De politie had medelijden met een arme oudere vrouw die illegaal groenten op straat verkocht, maar toen een van de agenten haar waren van dichterbij bekeek, werd de vrouw onmiddellijk gearresteerd.

De politie kreeg een melding van illegale straatverkoop op de hoek van de hoofdlaan en kwam onmiddellijk ter plaatse. Maar bij aankomst verdween hun strengheid: voor hen stond een oudere vrouw met een kistje groenten, eenvoudig en onschuldig van uiterlijk.

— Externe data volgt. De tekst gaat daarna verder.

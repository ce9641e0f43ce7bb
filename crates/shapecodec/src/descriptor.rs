// SPDX-License-Identifier: Apache-2.0 OR MIT
// Copyright (c) 2025-2026 naskel.com

//! Value descriptors: the unit every strategy operates on.

use crate::shape::{MemberAttributes, MemberShape, TypeShape};
use std::sync::Arc;

/// Name of the procedure input binding.
pub const INPUT_NAME: &str = "value";

/// Where a described value lives relative to the procedure.
#[derive(Debug, Clone, PartialEq, Eq, Hash)]
pub enum Owner {
    /// A local or the procedure input, looked up by name.
    None,
    /// Member path rooted at the procedure input (`value.a.b`).
    Receiver(Vec<String>),
    /// Member path rooted at a named local (`item.a.b`).
    Named { root: String, chain: Vec<String> },
    /// Member path rooted at a static member of a type.
    Static { type_name: String, chain: Vec<String> },
}

/// A value to encode or decode: its shape, where it lives, and the
/// annotations it carries.
#[derive(Debug, Clone, PartialEq)]
pub struct ValueDescriptor {
    pub shape: TypeShape,
    pub owner: Owner,
    pub name: String,
    pub attrs: Arc<MemberAttributes>,
}

impl ValueDescriptor {
    /// Procedure input of a top-level procedure.
    pub fn root(shape: TypeShape) -> Self {
        Self::local(INPUT_NAME, shape)
    }

    /// Unannotated local binding.
    pub fn local(name: &str, shape: TypeShape) -> Self {
        Self {
            shape,
            owner: Owner::None,
            name: name.to_string(),
            attrs: Arc::new(MemberAttributes::default()),
        }
    }

    /// Member of an object owned by `owner`.
    pub fn member(member: &MemberShape, owner: Owner) -> Self {
        Self {
            shape: member.shape.clone(),
            owner,
            name: member.name.clone(),
            attrs: Arc::new(member.attrs.clone()),
        }
    }

    /// Static member of `type_name`.
    pub fn static_member(member: &MemberShape, type_name: &str) -> Self {
        Self::member(
            member,
            Owner::Static {
                type_name: type_name.to_string(),
                chain: Vec::new(),
            },
        )
    }

    pub fn is_input(&self) -> bool {
        self.owner == Owner::None && self.name == INPUT_NAME
    }

    /// Owner for members of the value this descriptor describes.
    pub fn child_owner(&self) -> Owner {
        match &self.owner {
            Owner::None if self.is_input() => Owner::Receiver(Vec::new()),
            Owner::None => Owner::Named {
                root: self.name.clone(),
                chain: Vec::new(),
            },
            Owner::Receiver(chain) => Owner::Receiver(extend(chain, &self.name)),
            Owner::Named { root, chain } => Owner::Named {
                root: root.clone(),
                chain: extend(chain, &self.name),
            },
            Owner::Static { type_name, chain } => Owner::Static {
                type_name: type_name.clone(),
                chain: extend(chain, &self.name),
            },
        }
    }

    /// Same location, different shape (after unwrapping or converting).
    #[must_use]
    pub fn with_shape(&self, shape: TypeShape) -> Self {
        Self {
            shape,
            ..self.clone()
        }
    }

    /// Same annotations, bound to a local instead of the original location.
    #[must_use]
    pub fn rebind(&self, local: &str, shape: TypeShape) -> Self {
        Self {
            shape,
            owner: Owner::None,
            name: local.to_string(),
            attrs: Arc::clone(&self.attrs),
        }
    }

    /// Same descriptor with attributes replaced.
    #[must_use]
    pub fn with_attrs(&self, attrs: MemberAttributes) -> Self {
        Self {
            attrs: Arc::new(attrs),
            ..self.clone()
        }
    }

    /// Dotted access path as written in generated source.
    ///
    /// The receiver (procedure input) is not spelled out, matching how a
    /// member is referenced from inside its own type.
    pub fn full_access_path(&self) -> String {
        match &self.owner {
            Owner::None => self.name.clone(),
            Owner::Receiver(chain) => join(None, chain, &self.name),
            Owner::Named { root, chain } => join(Some(root), chain, &self.name),
            Owner::Static { type_name, chain } => {
                let mut out = format!("{}::", type_name);
                out.push_str(&join(None, chain, &self.name));
                out
            }
        }
    }
}

fn extend(chain: &[String], name: &str) -> Vec<String> {
    let mut out = chain.to_vec();
    out.push(name.to_string());
    out
}

fn join(root: Option<&String>, chain: &[String], name: &str) -> String {
    let mut parts: Vec<&str> = Vec::with_capacity(chain.len() + 2);
    if let Some(root) = root {
        parts.push(root);
    }
    parts.extend(chain.iter().map(String::as_str));
    parts.push(name);
    parts.join(".")
}

#[cfg(test)]
mod tests {
    use super::*;
    use crate::shape::PrimitiveKind;

    fn int() -> TypeShape {
        TypeShape::primitive(PrimitiveKind::I32)
    }

    #[test]
    fn test_access_path_omits_receiver() {
        let root = ValueDescriptor::root(TypeShape::named("Person"));
        let address = ValueDescriptor::member(
            &MemberShape::field("address", TypeShape::named("Address")),
            root.child_owner(),
        );
        let zip = ValueDescriptor::member(&MemberShape::field("zip", int()), address.child_owner());
        assert_eq!(address.full_access_path(), "address");
        assert_eq!(zip.full_access_path(), "address.zip");
    }

    #[test]
    fn test_access_path_from_local() {
        let item = ValueDescriptor::local("item", TypeShape::named("Point"));
        let x = ValueDescriptor::member(&MemberShape::field("x", int()), item.child_owner());
        assert_eq!(x.full_access_path(), "item.x");
    }

    #[test]
    fn test_static_path() {
        let member = MemberShape::field("count", int()).static_member();
        let d = ValueDescriptor::static_member(&member, "Counter");
        assert_eq!(d.full_access_path(), "Counter::count");
    }

    #[test]
    fn test_rebind_keeps_attributes() {
        let mut attrs = MemberAttributes::default();
        attrs.order = Some(3);
        let d = ValueDescriptor::local("x", int()).with_attrs(attrs);
        let r = d.rebind("x__1", int());
        assert_eq!(r.attrs.order, Some(3));
        assert_eq!(r.owner, Owner::None);
    }
}
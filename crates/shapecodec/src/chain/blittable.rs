// SPDX-License-Identifier: Apache-2.0 OR MIT
// Copyright (c) 2025-2026 naskel.com

//! Blittable strategy: unmanaged structs are copied as their raw
//! little-endian layout (see [`crate::layout`]).

use super::Outcome;
use crate::context::CodecContext;
use crate::descriptor::ValueDescriptor;
use crate::error::GenResult;
use crate::ir::{LocalId, Op};
use crate::layout::BlitLayout;
use std::sync::Arc;

fn layout_of(ctx: &CodecContext<'_>, desc: &ValueDescriptor) -> Option<Arc<BlitLayout>> {
    desc.shape.named_ref()?;
    let object = ctx.object(&desc.shape).ok()?;
    if !object.unmanaged {
        return None;
    }
    match ctx.cache().layout(ctx.registry(), &object) {
        Ok(layout) => Some(layout),
        Err(reason) => {
            log::debug!("[blittable] {} not blittable: {}", object.name, reason);
            None
        }
    }
}

pub fn encode(ctx: &mut CodecContext<'_>, desc: &ValueDescriptor) -> GenResult<Outcome> {
    let Some(layout) = layout_of(ctx, desc) else {
        return Ok(Outcome::NotExecuted);
    };
    let src = ctx.place_of(desc)?;
    ctx.emit(Op::WriteBlittable { layout, src })?;
    Ok(Outcome::Done)
}

pub fn decode(
    ctx: &mut CodecContext<'_>,
    desc: &ValueDescriptor,
    dst: LocalId,
) -> GenResult<Outcome> {
    let Some(layout) = layout_of(ctx, desc) else {
        return Ok(Outcome::NotExecuted);
    };
    ctx.emit(Op::ReadBlittable { layout, dst })?;
    Ok(Outcome::Done)
}
// SPDX-License-Identifier: Apache-2.0 OR MIT
// Copyright (c) 2025-2026 naskel.com

//! Custom-method strategy: user-written encode/decode methods.
//!
//! Methods come from the member annotation first, then from the value's
//! type (non-null occurrences only). They must come in pairs so both
//! directions agree on the wire form, and their stream parameter must accept
//! the configured stream type.

use super::Outcome;
use crate::context::CodecContext;
use crate::descriptor::ValueDescriptor;
use crate::diagnostics::DiagnosticCode;
use crate::error::GenResult;
use crate::ir::{LocalId, Op};
use crate::shape::CustomMethods;

struct Methods {
    type_name: String,
    serialize: String,
    deserialize: String,
}

fn lookup(ctx: &mut CodecContext<'_>, desc: &ValueDescriptor) -> Option<Methods> {
    let (type_name, custom): (String, CustomMethods) = match &desc.attrs.custom {
        Some(custom) => (desc.shape.base_name(), custom.clone()),
        None => {
            if desc.shape.is_nullable() {
                return None;
            }
            desc.shape.named_ref()?;
            let object = ctx.object(&desc.shape).ok()?;
            (object.name.clone(), object.custom.clone()?)
        }
    };

    let generator = &ctx.config().generator;
    if !custom
        .stream
        .accepts(&generator.stream_type, &generator.stream_capability)
    {
        log::debug!(
            "[custom_method] {} methods take {:?}, not {}",
            type_name,
            custom.stream,
            generator.stream_type
        );
        return None;
    }

    match (custom.serialize, custom.deserialize) {
        (Some(serialize), Some(deserialize)) => Some(Methods {
            type_name,
            serialize,
            deserialize,
        }),
        (None, None) => None,
        _ => {
            ctx.report(
                DiagnosticCode::InvalidAnnotation,
                Some(&desc.name),
                format!(
                    "custom methods of '{}' must provide both serialize and deserialize",
                    type_name
                ),
            );
            None
        }
    }
}

pub fn encode(ctx: &mut CodecContext<'_>, desc: &ValueDescriptor) -> GenResult<Outcome> {
    let Some(methods) = lookup(ctx, desc) else {
        return Ok(Outcome::NotExecuted);
    };
    let src = ctx.place_of(desc)?;
    ctx.emit(Op::CustomEncode {
        type_name: methods.type_name,
        method: methods.serialize,
        src,
    })?;
    Ok(Outcome::Done)
}

pub fn decode(
    ctx: &mut CodecContext<'_>,
    desc: &ValueDescriptor,
    dst: LocalId,
) -> GenResult<Outcome> {
    let Some(methods) = lookup(ctx, desc) else {
        return Ok(Outcome::NotExecuted);
    };
    ctx.emit(Op::CustomDecode {
        type_name: methods.type_name,
        method: methods.deserialize,
        dst,
    })?;
    Ok(Outcome::Done)
}
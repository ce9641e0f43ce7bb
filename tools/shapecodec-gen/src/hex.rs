// SPDX-License-Identifier: Apache-2.0 OR MIT
// Copyright (c) 2025-2026 naskel.com

use anyhow::{anyhow, bail};

pub fn encode(bytes: &[u8]) -> String {
    bytes.iter().map(|b| format!("{:02x}", b)).collect()
}

/// Decode hex text; whitespace between bytes is ignored.
pub fn decode(text: &str) -> anyhow::Result<Vec<u8>> {
    let digits: Vec<u8> = text.bytes().filter(|b| !b.is_ascii_whitespace()).collect();
    if digits.len() % 2 != 0 {
        bail!("hex input has an odd number of digits");
    }
    digits
        .chunks(2)
        .map(|pair| {
            let high = nibble(pair[0])?;
            let low = nibble(pair[1])?;
            Ok(high << 4 | low)
        })
        .collect()
}

fn nibble(digit: u8) -> anyhow::Result<u8> {
    char::from(digit)
        .to_digit(16)
        .map(|d| d as u8)
        .ok_or_else(|| anyhow!("'{}' is not a hex digit", char::from(digit)))
}

#[cfg(test)]
mod tests {
    use super::*;

    #[test]
    fn test_hex_round_trip() {
        let bytes = [0x00, 0x7f, 0x80, 0xff];
        assert_eq!(encode(&bytes), "007f80ff");
        assert_eq!(decode("007F80ff").expect("decode"), bytes);
    }

    #[test]
    fn test_whitespace_is_ignored() {
        assert_eq!(decode("01 02\n03").expect("decode"), vec![1, 2, 3]);
    }

    #[test]
    fn test_bad_input_is_rejected() {
        assert!(decode("abc").is_err());
        assert!(decode("zz").is_err());
    }
}
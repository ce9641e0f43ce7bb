// SPDX-License-Identifier: Apache-2.0 OR MIT
// Copyright (c) 2025-2026 naskel.com

//! Generation diagnostics.
//!
//! A diagnostic never aborts generation: the offending member or procedure is
//! skipped and the rest of the type continues.

use serde::Serialize;
use std::fmt;

#[derive(Debug, Clone, Copy, PartialEq, Eq, Hash, Serialize)]
#[serde(rename_all = "snake_case")]
pub enum DiagnosticCode {
    /// No strategy accepts the shape.
    UnsupportedShape,
    /// No constructor can rebuild the decoded members.
    ReconstructionImpossible,
    /// An annotation cannot be honored (missing or ambiguous target, bad resolver).
    InvalidAnnotation,
    /// Strategy nesting exceeded the configured depth.
    RecursionLimit,
    /// Write-only member without a custom hook.
    UnreadableMember,
}

impl DiagnosticCode {
    pub fn as_str(self) -> &'static str {
        match self {
            DiagnosticCode::UnsupportedShape => "unsupported-shape",
            DiagnosticCode::ReconstructionImpossible => "reconstruction-impossible",
            DiagnosticCode::InvalidAnnotation => "invalid-annotation",
            DiagnosticCode::RecursionLimit => "recursion-limit",
            DiagnosticCode::UnreadableMember => "unreadable-member",
        }
    }
}

#[derive(Debug, Clone, Copy, PartialEq, Eq, Hash, Serialize)]
#[serde(rename_all = "snake_case")]
pub enum Severity {
    Warning,
    Error,
}

#[derive(Debug, Clone, PartialEq, Eq, Hash, Serialize)]
pub struct Diagnostic {
    pub code: DiagnosticCode,
    pub severity: Severity,
    /// Type whose procedure was being generated.
    pub type_name: String,
    pub member: Option<String>,
    pub message: String,
}

impl Diagnostic {
    pub fn new(code: DiagnosticCode, type_name: impl Into<String>, message: impl Into<String>) -> Self {
        let severity = match code {
            DiagnosticCode::UnreadableMember => Severity::Warning,
            _ => Severity::Error,
        };
        Self {
            code,
            severity,
            type_name: type_name.into(),
            member: None,
            message: message.into(),
        }
    }

    #[must_use]
    pub fn on_member(mut self, member: impl Into<String>) -> Self {
        self.member = Some(member.into());
        self
    }
}

impl fmt::Display for Diagnostic {
    fn fmt(&self, f: &mut fmt::Formatter<'_>) -> fmt::Result {
        let level = match self.severity {
            Severity::Warning => "warning",
            Severity::Error => "error",
        };
        match &self.member {
            Some(member) => write!(
                f,
                "{}[{}]: {}.{}: {}",
                level,
                self.code.as_str(),
                self.type_name,
                member,
                self.message
            ),
            None => write!(
                f,
                "{}[{}]: {}: {}",
                level,
                self.code.as_str(),
                self.type_name,
                self.message
            ),
        }
    }
}

/// Ordered, de-duplicated diagnostic list.
#[derive(Debug, Clone, Default)]
pub struct Diagnostics {
    items: Vec<Diagnostic>,
}

impl Diagnostics {
    pub fn push(&mut self, diagnostic: Diagnostic) {
        if self.items.contains(&diagnostic) {
            return;
        }
        log::warn!("[diagnostics] {}", diagnostic);
        self.items.push(diagnostic);
    }

    pub fn len(&self) -> usize {
        self.items.len()
    }

    pub fn is_empty(&self) -> bool {
        self.items.is_empty()
    }

    pub fn has_errors(&self) -> bool {
        self.items.iter().any(|d| d.severity == Severity::Error)
    }

    pub fn iter(&self) -> impl Iterator<Item = &Diagnostic> {
        self.items.iter()
    }

    pub fn into_vec(self) -> Vec<Diagnostic> {
        self.items
    }
}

De vrouw, gekleed in een versleten trui en een verbleekte rok, had netjes tomaten, wortelen en komkommers uitgestald.
—Oma, weet u dat verkoop op straat verboden is? —vroeg een van de agenten rustig.
—Ja, jongen —zuchtte ze—. Maar ik heb geld nodig voor de medicijnen van mijn zieke zoon. Ik heb niemand anders en er helpt niemand mij. Alles heb ik zelf in mijn tuin gekweekt. Er is niets mis mee.

De agenten keken elkaar aan. De overtreding was duidelijk, maar mededogen won het van de wet.
—Deze keer doen we niets —zei de oudste—. Maar zoek een andere manier om je brood te verdienen. Niet alle agenten zijn zo begripvol.
—Ja, natuurlijk, dat zal ik doen —antwoordde ze nerveus, alsof ze wilde dat ze snel zouden vertrekken.

—Nu we er toch zijn, laten we iets kopen —zei een van de agenten met een glimlach—. Zo helpen we haar een beetje.
—Dat is niet nodig, jongen —antwoordde ze haastig—. Ik heb genoeg klanten.
—Voldoende? —vroeg zijn collega verbaasd—. Maar er is hier toch niemand?

—Ze komen vroeg —lachte ze gedwongen—. Jullie hebben ze gemist.
—Dan toch minstens een paar tomaten —drong de agent aan.
—Nee, jongen, laat maar —zei ze met trillende stem—. Laat de anderen ervan genieten.

Haar stem verried echter onrust. Een van de agenten fronste zijn wenkbrauwen, boog zich voorover en pakte een tomaat. Hij bekeek hem aandachtig en zei plotseling:
—Arresteer haar. Nu meteen.
—Wat is er? —vroeg zijn collega verbaasd.

De agent hield de tomaat omhoog. Er zaten kleine gaatjes in, alsof er iets in was geïnjecteerd. De andere groenten vertoonden dezelfde sporen.

Het vervolgonderzoek onthulde dat de oude vrouw niet zo onschuldig was als ze leek: achter het uiterlijk van een hulpeloze verkoopster verspreidde ze verboden stoffen. In haar huis troffen ze haar gehandicapte zoon aan, belast met de productie, terwijl zij de goederen vervoerde en verkocht zonder argwaan te wekken.

Het kwaad verschuilde zich, opnieuw, achter het meest onschuldige gezicht.